Car le droit d’amendement des élus est un droit constitutionnel sacré reconnu
comme tel par la majorité absolue des systèmes démocratiques.
Ce qui a
fait défaut, c’est la procédure devant être suivie pour amender des projets de
lois émanant de l’exécutif.
En droit
comparé, de tels amendements sont négociés avec le gouvernement. En cas de
désaccord, les procédures sont multiples et variées. Ainsi, si le Parlement
veut forcer l’amendement et que le gouvernement s’y oppose, ce dernier peut
déclencher un vote « confiance » du son projet. Le rejet du projet
implique une démission illico presto du gouvernement.
En Tunisie,
et sous l’ANC, les commissions parlementaires ont procédé à apporter des
amendements sans accord préalable du gouvernement. C’est devenu presque une
coutume. L’ARP a continué avec la même coutume en l’absence d’une procédure particulière.
Ce qu’il
faut noter à ce niveau, c’est que (à ma connaissance) aucun gouvernement sous l’ère
ANC ni jusque-là avec l’ARP a émis des réserves sur cette pratique.
Encore, les
ministres qui se sont succédé au poste du ministre chargé des relations avec l’Assemblée
(que ce soit ANC ou ARP) n’ont accompli leurs missions comme il se doit.
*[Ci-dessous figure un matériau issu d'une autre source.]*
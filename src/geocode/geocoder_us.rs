//! geocoder.us CSV RPC backend.

use reqwest::Client;
use tracing::debug;
use url::Url;

use super::{parse_coordinate, response_text, Geocoder};
use crate::error::GeocodingError;
use crate::models::GeoPoint;

const GEOCODER_US_ENDPOINT: &str = "http://rpc.geocoder.us/service/csv";

/// Geocoder backed by the geocoder.us CSV service
pub struct GeocoderUs {
    client: Client,
    endpoint: Url,
}

impl GeocoderUs {
    pub fn new(client: Client) -> Self {
        Self {
            client,
            endpoint: Url::parse(GEOCODER_US_ENDPOINT).expect("static endpoint URL is valid"),
        }
    }

    pub fn with_endpoint(mut self, endpoint: Url) -> Self {
        self.endpoint = endpoint;
        self
    }

    fn request_url(&self, address: &str) -> Url {
        let mut url = self.endpoint.clone();
        url.query_pairs_mut().append_pair("address", address);
        url
    }
}

impl Geocoder for GeocoderUs {
    async fn geocode(&self, address: &str) -> Result<GeoPoint, GeocodingError> {
        if address.trim().is_empty() {
            return Err(GeocodingError::EmptyAddress);
        }

        let url = self.request_url(address);
        debug!("geocoder.us request: {}", url);

        let body = response_text(self.client.get(url).send().await).await?;
        parse_geocoder_us(&body)
    }
}

/// Parse a geocoder.us CSV reply.
///
/// Success is `lat,long,street,city,state,zip`; failures are `<n>: message`,
/// where `2:` means the address was not found. Only the first line is used.
pub fn parse_geocoder_us(body: &str) -> Result<GeoPoint, GeocodingError> {
    let line = body.lines().next().unwrap_or("").trim();

    if line.starts_with("2:") {
        return Err(GeocodingError::UnknownAddress);
    }

    let parts: Vec<&str> = line.split(',').collect();
    if parts.len() != 6 {
        return Err(GeocodingError::Server(line.to_string()));
    }

    let lat = parse_coordinate(parts[0], line)?;
    let lon = parse_coordinate(parts[1], line)?;
    Ok(GeoPoint::new(lat, lon))
}

#[cfg(test)]
mod tests {
    use super::*;

    #[test]
    fn test_parse_success() {
        let point = parse_geocoder_us(
            "38.898748,-77.037684,1600 Pennsylvania Ave NW,Washington,DC,20502\nextra line",
        )
        .unwrap();
        assert_eq!(point, GeoPoint::new(38.898748, -77.037684));
    }

    #[test]
    fn test_parse_not_found() {
        assert_eq!(
            parse_geocoder_us("2: couldn't find this address! sorry"),
            Err(GeocodingError::UnknownAddress)
        );
    }

    #[test]
    fn test_parse_unexpected_reply() {
        assert_eq!(
            parse_geocoder_us("1: some other failure"),
            Err(GeocodingError::Server("1: some other failure".to_string()))
        );
        assert!(matches!(
            parse_geocoder_us("north,west,a,b,c,d"),
            Err(GeocodingError::Server(_))
        ));
    }

    #[test]
    fn test_address_is_query_encoded() {
        let geocoder = GeocoderUs::new(Client::new());
        let url = geocoder.request_url("1 Main St, Suite #2");
        assert_eq!(
            url.as_str(),
            "http://rpc.geocoder.us/service/csv?address=1+Main+St%2C+Suite+%232"
        );
    }

    #[tokio::test]
    async fn test_empty_address_rejected_before_request() {
        // unroutable endpoint: reaching the network would fail differently
        let geocoder = GeocoderUs::new(Client::new())
            .with_endpoint(Url::parse("http://127.0.0.1:9/csv").unwrap());
        assert_eq!(
            geocoder.geocode("   ").await,
            Err(GeocodingError::EmptyAddress)
        );
    }
}
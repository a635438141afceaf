//! Core data models for district lookups.

pub mod district;

pub use district::{District, DistrictLookup, GeoPoint};
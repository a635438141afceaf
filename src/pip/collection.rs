//! Immutable collection of boundary entities built from census records.

use std::path::Path;

use geo::{Coord, Rect};
use tracing::info;

use super::boundary::BoundaryEntity;
use super::ring::{Ring, RingClosure};
use crate::census::{fields, lsad, state_for_fips, Attributes, BoundaryClass, BoundarySource, CensusShapefile};
use crate::error::DatasetError;

/// Options applied while turning records into entities
#[derive(Debug, Clone, Copy, Default)]
pub struct LoadOptions {
    pub closure: RingClosure,
}

/// Every boundary of a dataset, in record order. Read-only once loaded.
#[derive(Debug, Clone, Default)]
pub struct BoundaryCollection {
    entities: Vec<BoundaryEntity>,
}

impl BoundaryCollection {
    /// Open a census shapefile pair and load it
    pub fn open(path: impl AsRef<Path>, options: LoadOptions) -> Result<Self, DatasetError> {
        let shapefile = CensusShapefile::open(path)?;
        Self::load_with(&shapefile, options)
    }

    pub fn load<S: BoundarySource>(source: &S) -> Result<Self, DatasetError> {
        Self::load_with(source, LoadOptions::default())
    }

    /// Build one entity per record.
    ///
    /// Fails without producing a collection if the geometry and attribute
    /// counts differ or any record cannot be classified.
    pub fn load_with<S: BoundarySource>(source: &S, options: LoadOptions) -> Result<Self, DatasetError> {
        let shapes = source.record_count();
        let attributes = source.attribute_count();
        if shapes != attributes {
            return Err(DatasetError::RecordCountMismatch { shapes, attributes });
        }

        let entities = (0..shapes)
            .map(|index| {
                let rings = source
                    .vertices(index)
                    .iter()
                    .map(|vertices| Ring::with_closure(vertices.clone(), options.closure))
                    .collect();
                build_entity(index, rings, source.extents(index), source.attributes(index))
            })
            .collect::<Result<Vec<_>, _>>()?;

        let collection = Self { entities };
        collection.log_summary();
        Ok(collection)
    }

    pub fn entities(&self) -> &[BoundaryEntity] {
        &self.entities
    }

    pub fn iter(&self) -> impl Iterator<Item = &BoundaryEntity> {
        self.entities.iter()
    }

    pub fn len(&self) -> usize {
        self.entities.len()
    }

    pub fn is_empty(&self) -> bool {
        self.entities.is_empty()
    }

    /// Every entity containing a point given in dataset coordinates (x, y)
    pub fn containing(&self, point: Coord<f64>) -> impl Iterator<Item = &BoundaryEntity> {
        self.entities.iter().filter(move |e| e.contains(point))
    }

    pub fn congressional_districts(&self) -> impl Iterator<Item = &BoundaryEntity> {
        self.entities.iter().filter(|e| e.is_congressional_district())
    }

    fn log_summary(&self) {
        let districts = self.congressional_districts().count();
        let states = self
            .entities
            .iter()
            .filter(|e| matches!(e.kind(), super::BoundaryKind::State { .. }))
            .count();
        info!(
            "Loaded {} boundaries ({} congressional districts, {} states, {} other)",
            self.entities.len(),
            districts,
            states,
            self.entities.len() - districts - states
        );
    }
}

fn field<'a>(attributes: &'a Attributes, index: usize, name: &'static str) -> Result<&'a str, DatasetError> {
    attributes
        .get(name)
        .map(String::as_str)
        .ok_or(DatasetError::MissingField { index, field: name })
}

/// Record label: the file's own translation, else the built-in one, else the raw code
fn class_label(attributes: &Attributes, code: &str) -> String {
    attributes
        .get(fields::LSAD_TRANS)
        .filter(|t| !t.is_empty())
        .cloned()
        .or_else(|| lsad::describe(code).map(str::to_string))
        .unwrap_or_else(|| code.to_string())
}

/// Pick the entity variant for a record from its class code.
pub fn build_entity(
    index: usize,
    rings: Vec<Ring>,
    extents: Rect<f64>,
    attributes: &Attributes,
) -> Result<BoundaryEntity, DatasetError> {
    let code = field(attributes, index, fields::LSAD)?;

    match BoundaryClass::from_lsad(code) {
        BoundaryClass::State => {
            let name = field(attributes, index, fields::NAME)?;
            Ok(BoundaryEntity::state(name, rings, extents))
        }
        BoundaryClass::CongressionalDistrict => {
            let fips = field(attributes, index, fields::STATE)?;
            let state = state_for_fips(fips).ok_or_else(|| DatasetError::UnknownFips {
                index,
                fips: fips.to_string(),
            })?;
            let district = field(attributes, index, fields::CD)?;
            Ok(BoundaryEntity::congressional_district(
                class_label(attributes, code),
                state,
                district,
                rings,
                extents,
            ))
        }
        BoundaryClass::Other => Ok(BoundaryEntity::generic(
            class_label(attributes, code),
            rings,
            extents,
        )),
    }
}

#[cfg(test)]
mod tests {
    use super::*;
    use crate::census::{MemorySource, ShapeGeometry};
    use crate::pip::BoundaryKind;

    fn attrs(pairs: &[(&str, &str)]) -> Attributes {
        pairs
            .iter()
            .map(|(k, v)| (k.to_string(), v.to_string()))
            .collect()
    }

    fn square(x0: f64, y0: f64, size: f64) -> ShapeGeometry {
        ShapeGeometry::from_rings(vec![vec![
            Coord { x: x0, y: y0 },
            Coord { x: x0, y: y0 + size },
            Coord { x: x0 + size, y: y0 + size },
            Coord { x: x0 + size, y: y0 },
            Coord { x: x0, y: y0 },
        ]])
        .unwrap()
    }

    #[test]
    fn test_dispatch_by_class_code() {
        let source = MemorySource::new()
            .with_record(square(0.0, 0.0, 10.0), attrs(&[("LSAD", "01"), ("NAME", "AL")]))
            .with_record(
                square(0.0, 0.0, 10.0),
                attrs(&[
                    ("LSAD", "C2"),
                    ("LSAD_TRANS", "Congressional District"),
                    ("STATE", "01"),
                    ("CD", "01"),
                ]),
            )
            .with_record(
                square(0.0, 0.0, 10.0),
                attrs(&[("LSAD", "06"), ("LSAD_TRANS", "County")]),
            );

        let collection = BoundaryCollection::load(&source).unwrap();
        assert_eq!(collection.len(), 3);

        let kinds: Vec<&BoundaryKind> = collection.iter().map(|e| e.kind()).collect();
        assert_eq!(
            kinds,
            vec![
                &BoundaryKind::State {
                    state: "AL".to_string()
                },
                &BoundaryKind::CongressionalDistrict {
                    state: "AL".to_string(),
                    district: "01".to_string()
                },
                &BoundaryKind::Generic,
            ]
        );
        assert_eq!(collection.entities()[2].label(), "County");
        assert_eq!(collection.congressional_districts().count(), 1);
    }

    #[test]
    fn test_count_mismatch_fails() {
        let shapes = (0..5).map(|i| square(i as f64, 0.0, 1.0)).collect();
        let records = (0..4).map(|_| attrs(&[("LSAD", "01"), ("NAME", "AL")])).collect();
        let source = MemorySource::from_parts(shapes, records);

        let err = BoundaryCollection::load(&source).unwrap_err();
        assert!(matches!(
            err,
            DatasetError::RecordCountMismatch {
                shapes: 5,
                attributes: 4
            }
        ));
    }

    #[test]
    fn test_unknown_fips_fails() {
        let source = MemorySource::new().with_record(
            square(0.0, 0.0, 1.0),
            attrs(&[("LSAD", "C1"), ("STATE", "03"), ("CD", "00")]),
        );
        let err = BoundaryCollection::load(&source).unwrap_err();
        assert!(matches!(err, DatasetError::UnknownFips { index: 0, ref fips } if fips == "03"));
    }

    #[test]
    fn test_missing_class_code_fails() {
        let source = MemorySource::new().with_record(square(0.0, 0.0, 1.0), attrs(&[("NAME", "x")]));
        let err = BoundaryCollection::load(&source).unwrap_err();
        assert!(matches!(
            err,
            DatasetError::MissingField {
                index: 0,
                field: "LSAD"
            }
        ));
    }

    #[test]
    fn test_label_falls_back_to_builtin_translation() {
        let source = MemorySource::new()
            .with_record(
                square(0.0, 0.0, 1.0),
                attrs(&[("LSAD", "C1"), ("STATE", "02"), ("CD", "00")]),
            )
            .with_record(square(0.0, 0.0, 1.0), attrs(&[("LSAD", "ZZ")]));
        let collection = BoundaryCollection::load(&source).unwrap();
        assert_eq!(
            collection.entities()[0].label(),
            "Congressional District (at Large)"
        );
        assert_eq!(collection.entities()[1].label(), "ZZ");
    }

    #[test]
    fn test_district_code_kept_verbatim() {
        let source = MemorySource::new().with_record(
            square(0.0, 0.0, 1.0),
            attrs(&[("LSAD", "C2"), ("STATE", "06"), ("CD", "07")]),
        );
        let collection = BoundaryCollection::load(&source).unwrap();
        assert_eq!(collection.entities()[0].district_code(), Some("07"));
        assert_eq!(collection.entities()[0].name(), "CA-07");
    }

    #[test]
    fn test_closure_option_reaches_rings() {
        let open = ShapeGeometry::from_rings(vec![vec![
            Coord { x: 0.0, y: 0.0 },
            Coord { x: 10.0, y: 0.0 },
            Coord { x: 10.0, y: 10.0 },
            Coord { x: 0.0, y: 10.0 },
        ]])
        .unwrap();
        let source = MemorySource::new().with_record(open, attrs(&[("LSAD", "01"), ("NAME", "AL")]));
        let point = Coord { x: 5.0, y: 5.0 };

        let stored = BoundaryCollection::load(&source).unwrap();
        assert_eq!(stored.containing(point).count(), 0);

        let implicit = BoundaryCollection::load_with(
            &source,
            LoadOptions {
                closure: RingClosure::Implicit,
            },
        )
        .unwrap();
        assert_eq!(implicit.containing(point).count(), 1);
    }
}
En
effet, en droit comparé, ce poste occupe une importance particulière et
présente une pierre angulaire dans le fonctionnement du système parlementaire
par le biais de ses mécanismes de coordination qu’il offre.
Un tel
mécanisme faisant défaut, le parlement risque de se trouver en face d’un
ensemble de ministres et départements et non en face d’un Gouvernement. Ainsi,
un chef du gouvernement risque de voir son rôle cantonné en un domaine
protocolaire se limitant à signer des décrets et présider un conseil des
ministres tout en restant déconnecté de la gestion courante de l’appareil du l’exécutif.
Le cas du Mr
Ben Aissa met à nu ces lacunes et il doit nous alerter sur un danger plus grave :
la dénaturation du système mis en place par la nouvelle constitution en
exécutant des procédures mal adaptées et suivant des mécanismes non conformes
pouvant altérer profondément l’équilibre des institutions que toute la
Constitution Tunisienne de 2014 a voulu mettre en place.